BRIEF DESCRIPTION OF DRAWINGS

[0005] The invention may best be understood by referring to the following description and accompanying drawings that are used to illustrate embodiments of the invention. In the drawings:

[0006] FIG. 1 is a block diagram illustrating one generalized embodiment of a system incorporating the invention.

[0007] FIG. 2 is a flow diagram illustrating a method according to an embodiment of the invention.

[0008] FIG. 3 is a table illustrating exemplary entries in a memory according to one embodiment of the invention.

[0009] FIG. 4 is a block diagram illustrating a suitable computing environment in which certain aspects of the illustrated invention may be practiced.

DETAILED DESCRIPTION

[0010] Embodiments of a system and method for comparing multiple bytes of data to stored string segments are described. In the following description, numerous specific details are set forth. However, it is understood that embodiments of the invention may be practiced without these specific details. In other instances, well-known circuits, structures and techniques have not been shown in detail in order not to obscure the understanding of this description.

[0011] Reference throughout this specification to “one embodiment” or “an embodiment” means that a particular feature, structure, or characteristic described in connection with the embodiment is included in at least one embodiment of the invention. Thus, the appearances of the phrases “in one embodiment” or “in an embodiment” in various places throughout this specification are not necessarily all referring to the same embodiment. Furthermore, the particular features, structures, or characteristics may be combined in any suitable manner in one or more embodiments.

[0012] Referring to FIG. 1, a block diagram illustrates a system 100 according to one embodiment of the invention. Those of ordinary skill in the art will appreciate that the system 100 may include more components than those shown in FIG. 1. However, it is not necessary that all of these generally conventional components be shown in order to disclose an illustrative embodiment for practicing the invention.

[0013] System 100 includes a processor 104 to process data and a memory 102. The memory 102 stores a plurality of string segments 106 of one or more target strings to be searched for. The memory 102 also includes comparators 108 to compare the stored string segments to data in parallel. In one embodiment, the memory 102 is a Content Addressable Memory (CAM). The processor 104 scans multiple bytes of data. The number of bytes of data scanned at one time is variable and may be predetermined. The scanned data 110 is compared to the stored string segments 106 in parallel via the memory 102 to determine whether there is a potential match to one of the target strings. The result 112 of this comparison is provided to the processor 104. If the result indicates that there is no potential match to one of the target strings, then the processor scans more data. If there is a potential match found, then the processor examines the data to determine whether there is an actual match. In one embodiment, the memory provides an indication to the processor as to which of the target strings the data potentially matches. The processor then compares the potentially matching target string to the data to determine if there is an actual match.

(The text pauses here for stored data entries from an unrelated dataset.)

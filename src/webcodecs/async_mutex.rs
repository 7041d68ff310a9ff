//! Async output serialization
//!
//! `AsyncMutex` is a single-holder lock with a FIFO wait queue. Ordering is
//! decided when `lock()` is called, not when the lock is awaited, which is
//! what lets `serialize_async` turn an async output handler into a plain
//! callback whose continuations still run in invocation order.

use std::collections::VecDeque;
use std::future::Future;
use std::sync::{Arc, Mutex, MutexGuard, PoisonError};

use tokio::runtime::Handle;
use tokio::sync::oneshot;

#[derive(Default)]
struct WaitQueue {
  next_id: u64,
  holder: Option<u64>,
  waiters: VecDeque<(u64, oneshot::Sender<()>)>,
}

impl WaitQueue {
  /// Hand the mutex to the next waiter that is still around
  fn grant_next(&mut self) {
    self.holder = None;
    while let Some((id, grant)) = self.waiters.pop_front() {
      if grant.send(()).is_ok() {
        self.holder = Some(id);
        return;
      }
    }
  }
}

/// FIFO async mutex
#[derive(Clone, Default)]
pub struct AsyncMutex {
  queue: Arc<Mutex<WaitQueue>>,
}

impl AsyncMutex {
  pub fn new() -> Self {
    Self::default()
  }

  /// Take a place in line
  ///
  /// The first caller is granted immediately; later callers stay pending
  /// until every earlier lock has been released.
  pub fn lock(&self) -> AsyncMutexLock {
    let mut queue = lock_queue(&self.queue);
    let id = queue.next_id;
    queue.next_id += 1;

    let grant = if queue.holder.is_none() && queue.waiters.is_empty() {
      queue.holder = Some(id);
      None
    } else {
      let (sender, receiver) = oneshot::channel();
      queue.waiters.push_back((id, sender));
      Some(receiver)
    };

    AsyncMutexLock {
      id,
      queue: self.queue.clone(),
      grant,
      released: false,
    }
  }

  /// Lock and wait for the grant
  pub async fn acquire(&self) -> AsyncMutexLock {
    let mut lock = self.lock();
    lock.ready().await;
    lock
  }

  pub fn is_locked(&self) -> bool {
    lock_queue(&self.queue).holder.is_some()
  }
}

impl std::fmt::Debug for AsyncMutex {
  fn fmt(&self, f: &mut std::fmt::Formatter<'_>) -> std::fmt::Result {
    let queue = lock_queue(&self.queue);
    f.debug_struct("AsyncMutex")
      .field("holder", &queue.holder)
      .field("waiters", &queue.waiters.len())
      .finish()
  }
}

fn lock_queue(queue: &Mutex<WaitQueue>) -> MutexGuard<'_, WaitQueue> {
  queue.lock().unwrap_or_else(PoisonError::into_inner)
}

/// A place in an `AsyncMutex` line; dropping it releases
pub struct AsyncMutexLock {
  id: u64,
  queue: Arc<Mutex<WaitQueue>>,
  grant: Option<oneshot::Receiver<()>>,
  released: bool,
}

impl AsyncMutexLock {
  /// Still waiting for earlier holders
  pub fn pending(&self) -> bool {
    let queue = lock_queue(&self.queue);
    !self.released && queue.holder != Some(self.id)
  }

  /// Wait until this lock holds the mutex
  ///
  /// Cancel safe: dropping the future keeps the place in line.
  pub async fn ready(&mut self) {
    if self.released {
      return;
    }
    // Keep the receiver until the grant lands so a cancelled wait can retry
    if let Some(grant) = self.grant.as_mut() {
      // The sender is only dropped once this lock is no longer queued
      let _ = grant.await;
      self.grant = None;
    }
  }

  /// Give up the mutex, or the place in line if not yet granted
  pub fn release(&mut self) {
    if self.released {
      return;
    }
    self.released = true;
    let mut queue = lock_queue(&self.queue);
    if queue.holder == Some(self.id) {
      queue.grant_next();
    } else {
      queue.waiters.retain(|(id, _)| *id != self.id);
    }
  }
}

impl Drop for AsyncMutexLock {
  fn drop(&mut self) {
    self.release();
  }
}

impl std::fmt::Debug for AsyncMutexLock {
  fn fmt(&self, f: &mut std::fmt::Formatter<'_>) -> std::fmt::Result {
    f.debug_struct("AsyncMutexLock")
      .field("id", &self.id)
      .field("pending", &self.pending())
      .field("released", &self.released)
      .finish()
  }
}

/// Wrap an async handler as a synchronous output callback
///
/// Each call reserves a place in line right away and spawns the handler's
/// future onto `handle`; the futures run one at a time in call order.
pub fn serialize_async<T, F, Fut>(handle: Handle, mut handler: F) -> impl FnMut(T) + Send + 'static
where
  T: Send + 'static,
  F: FnMut(T) -> Fut + Send + 'static,
  Fut: Future<Output = ()> + Send + 'static,
{
  let mutex = AsyncMutex::new();
  move |value: T| {
    let mut lock = mutex.lock();
    let task = handler(value);
    handle.spawn(async move {
      lock.ready().await;
      task.await;
      lock.release();
    });
  }
}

[0014] FIG. 2 illustrates a method according to one embodiment of the invention. At 200, a plurality of string segments of one or more target strings is stored in a memory. In one embodiment, the memory is a CAM. In one embodiment, the string segment is the entire target string. In one embodiment, one or more wildcard bytes are stored along with a string segment in the memory. The wildcard bytes will match any byte of data. At 202, multiple bytes of data are read from a source. In one embodiment, the number of bytes of source data exceed the number of bytes of the one or more of the stored string segments. At 204, the multiple bytes of data are compared in parallel to the stored string segments. At 206, a determination is made as to whether there is a potential match to one of the target strings based on the result of the comparison. If there is no potential match, then the process repeats from 202 and more data is read from the source. If there is a potential match, then at 208, the data is examined to determine if there is an actual match to one of the target strings. In one embodiment, the area around the location where the potential match was found is examined to determine if there is an actual match. In one embodiment, a Finite State Automata (FSA) is used to examine the data to determine whether there is an actual match to one of the target strings. If there is no actual match, then the process repeats from 202 and more data is read from the source. If there is an actual match, then the process may be completed.

[0015] An example will now be discussed for purposes of illustration. Assume that the target strings to be searched for are “telephone” and “lightbulb”. Segments of these two target strings are stored in memory 102, as shown in FIG. 3. Assume that the source data in which the target strings will be searched for contains the following data: “wheel=no, telephone=yes.” Assume that the processor scans four bytes of source data at a time. The first four bytes of source data scanned would be “whee.” These four bytes of data are compared in parallel to the stored string segments in memory 102. There is no match, so the next four bytes of data are scanned. These four bytes, “l=no”, are compared in parallel to the stored string segments. There is no match, so the next four bytes of data are scanned. These four bytes, “.tel”, are compared in parallel to the stored string segments. There is no match, so the next four bytes of data are scanned. These four bytes, “epho”, are compared in parallel to the stored string segments. There is a match to the fourth entry in memory 102. The source data around the string segment match is checked to determine if there is a match to one of the target strings. There is a match to the target string “telephone.” Therefore, the process is complete.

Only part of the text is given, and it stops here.